▶ What to produce: Each line below containing the word "response" needs to be shown.
★ ★ ★ ★ ★ ★ ★
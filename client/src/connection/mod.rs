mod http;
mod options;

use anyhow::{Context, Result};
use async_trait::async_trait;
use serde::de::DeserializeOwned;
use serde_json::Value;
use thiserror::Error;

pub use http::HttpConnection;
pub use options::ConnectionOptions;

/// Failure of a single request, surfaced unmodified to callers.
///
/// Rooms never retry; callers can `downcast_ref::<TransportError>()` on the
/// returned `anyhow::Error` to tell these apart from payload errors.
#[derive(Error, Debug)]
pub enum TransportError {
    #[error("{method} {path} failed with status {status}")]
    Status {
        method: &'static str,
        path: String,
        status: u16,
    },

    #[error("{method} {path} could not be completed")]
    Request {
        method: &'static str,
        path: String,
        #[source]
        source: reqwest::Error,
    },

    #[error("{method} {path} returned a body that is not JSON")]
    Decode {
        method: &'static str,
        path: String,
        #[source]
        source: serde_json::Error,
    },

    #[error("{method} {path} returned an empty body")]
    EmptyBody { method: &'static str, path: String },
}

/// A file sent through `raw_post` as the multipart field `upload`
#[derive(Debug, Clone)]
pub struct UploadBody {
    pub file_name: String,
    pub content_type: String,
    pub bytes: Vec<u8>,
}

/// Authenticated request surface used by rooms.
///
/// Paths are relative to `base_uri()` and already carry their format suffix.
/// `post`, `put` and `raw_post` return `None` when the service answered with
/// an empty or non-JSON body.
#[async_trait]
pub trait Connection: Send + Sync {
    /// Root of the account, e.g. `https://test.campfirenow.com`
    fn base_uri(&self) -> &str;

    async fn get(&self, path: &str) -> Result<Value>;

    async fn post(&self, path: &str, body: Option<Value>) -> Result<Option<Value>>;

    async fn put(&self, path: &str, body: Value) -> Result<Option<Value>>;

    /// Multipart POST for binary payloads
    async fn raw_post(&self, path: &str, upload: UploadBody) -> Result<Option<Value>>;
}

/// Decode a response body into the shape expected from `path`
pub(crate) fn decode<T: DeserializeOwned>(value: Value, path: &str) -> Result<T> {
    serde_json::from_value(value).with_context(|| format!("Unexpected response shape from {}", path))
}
★ ★ ★ ★ ★ ★ ★
▶ Answer for this exercise:
/// Decode a response body into the shape expected from `path`
    serde_json::from_value(value).with_context(|| format!("Unexpected response shape from {}", path))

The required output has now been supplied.